The Climate Club is the brainchild of German Chancellor Olaf Scholz, whose proposal is based on four premises. First, international climate action needs to be broad-based and consistent, with all club members aiming for the same objectives. Second, countries should be allowed to pursue these common objectives in their own ways, as long as everyone abides by ‘a uniform measurement of CO2 content of products and materials’. Third, developing countries should receive support to achieve the common objective. And, lastly, having to compete against cheaper, more carbon-intensive methods should not put ‘climate policy pioneers’ at a disadvantage in the global marketplace.
This proposal might sound like a rehash of past policies, but it fundamentally shifts the focus in policy design. Historically, we have viewed climate policy in only two dimensions: the climate and the economy. This has led to a focus on ideas like global carbon pricing, which makes a lot of sense in strictly economic terms. Polluters emit excessive amounts of CO2 into the atmosphere because the costs are imposed on society. The solution therefore is to ensure that polluters pay.

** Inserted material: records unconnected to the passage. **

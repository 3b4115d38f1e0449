//! Post entity for SeaORM.

use sea_orm::Set;
use sea_orm::entity::prelude::*;

#[derive(Clone, Debug, PartialEq, Eq, DeriveEntityModel)]
#[sea_orm(table_name = "posts")]
pub struct Model {
    #[sea_orm(primary_key, auto_increment = false)]
    pub id: Uuid,
    pub author_id: Uuid,
    pub title: String,
    #[sea_orm(column_type = "Text")]
    pub text: String,
    pub pub_date: DateTimeWithTimeZone,
    pub location_id: Option<Uuid>,
    pub category_id: Option<Uuid>,
    pub image: Option<String>,
    pub is_published: bool,
    pub created_at: DateTimeWithTimeZone,
}

#[derive(Copy, Clone, Debug, EnumIter, DeriveRelation)]
pub enum Relation {
    #[sea_orm(
        belongs_to = "super::user::Entity",
        from = "Column::AuthorId",
        to = "super::user::Column::Id",
        on_update = "Cascade",
        on_delete = "Cascade"
    )]
    Author,
    #[sea_orm(
        belongs_to = "super::category::Entity",
        from = "Column::CategoryId",
        to = "super::category::Column::Id",
        on_update = "Cascade",
        on_delete = "SetNull"
    )]
    Category,
    #[sea_orm(
        belongs_to = "super::location::Entity",
        from = "Column::LocationId",
        to = "super::location::Column::Id",
        on_update = "Cascade",
        on_delete = "SetNull"
    )]
    Location,
    #[sea_orm(has_many = "super::comment::Entity")]
    Comment,
}

impl Related<super::user::Entity> for Entity {
    fn to() -> RelationDef {
        Relation::Author.def()
    }
}

impl Related<super::category::Entity> for Entity {
    fn to() -> RelationDef {
        Relation::Category.def()
    }
}

impl Related<super::location::Entity> for Entity {
    fn to() -> RelationDef {
        Relation::Location.def()
    }
}

impl Related<super::comment::Entity> for Entity {
    fn to() -> RelationDef {
        Relation::Comment.def()
    }
}

impl ActiveModelBehavior for ActiveModel {}

/// Conversion from SeaORM Model to Domain Post.
impl From<Model> for blogicum_core::domain::Post {
    fn from(model: Model) -> Self {
        Self {
            id: model.id,
            author_id: model.author_id,
            title: model.title,
            text: model.text,
            pub_date: model.pub_date.into(),
            location_id: model.location_id,
            category_id: model.category_id,
            image: model.image,
            is_published: model.is_published,
            created_at: model.created_at.into(),
        }
    }
}

/// Conversion from Domain Post to SeaORM ActiveModel.
impl From<blogicum_core::domain::Post> for ActiveModel {
    fn from(post: blogicum_core::domain::Post) -> Self {
        Self {
            id: Set(post.id),
            author_id: Set(post.author_id),
            title: Set(post.title),
            text: Set(post.text),
            pub_date: Set(post.pub_date.into()),
            location_id: Set(post.location_id),
            category_id: Set(post.category_id),
            image: Set(post.image),
            is_published: Set(post.is_published),
            created_at: Set(post.created_at.into()),
        }
    }
}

The problem is that citizens often oppose such policies, especially if there is no mechanism to compensate those who are disadvantaged by the higher costs (such as low-income households that cannot afford basic goods at environmentally friendly prices, or those working in carbon-intensive sectors). Moreover, the costs associated with carbon pricing are not just economic but also social. Even if the proceeds from a carbon tax are spent on the poor and the displaced, fossil fuel-reliant communities may collapse, and some people may feel as though they are no longer shaping their own futures.
These were some of the lessons of the 2018-19 French gilets jaunes (yellow vest) protests, which erupted in response to a modest increase in the tax on diesel fuel. And a similar problem has long plagued the global climate-policy debate. Low- and middle-income countries resent being asked by rich, industrialized countries — the biggest emitters historically — to pay more for the energy they need for development. To acknowledge these potential ramifications is to move from an abstract two-dimensional world to a three-dimensional one that is closer to the reality we inhabit.
While the two-dimensional world of economic models can be measured in terms of GDP and carbon prices, the real world requires different metrics to account for the full meaning of any policy. To that end, one of us (Snower) and Katharina Lima de Miranda have proposed a metric with the acronym SAGE: solidarity, agency, gain, environment.
Here, solidarity refers to the extent of social inclusion and cohesion, agency refers to people’s ability to shape their own lives, and gain and environment refer to traditional measures of economic output and environmental sustainability, respectively. A solidarity score increases when there is more social trust, generosity, and so forth, and an agency score increases when people report greater confidence in their ability to achieve worthwhile goals. By broadening the scope beyond GDP growth, SAGE allows us to recouple the links between economic policies and social well-being.
As a new way to discuss and evaluate climate policies, the SAGE model can help us understand why some past climate policies have not worked. Traditional carbon pricing, for example, has often failed the solidarity test, by creating winners and losers (both economically and socially), as well as the agency test, by ignoring people’s voices in the process.
One of the ‘gilets jaunes’ grievances, for example, was that the unaffordability of French urban life forced many laborers to live outside the cities, where limited public transit options forced them to drive to work. The protesters felt a lack of solidarity and agency (because they had little choice in where they lived or how they got around).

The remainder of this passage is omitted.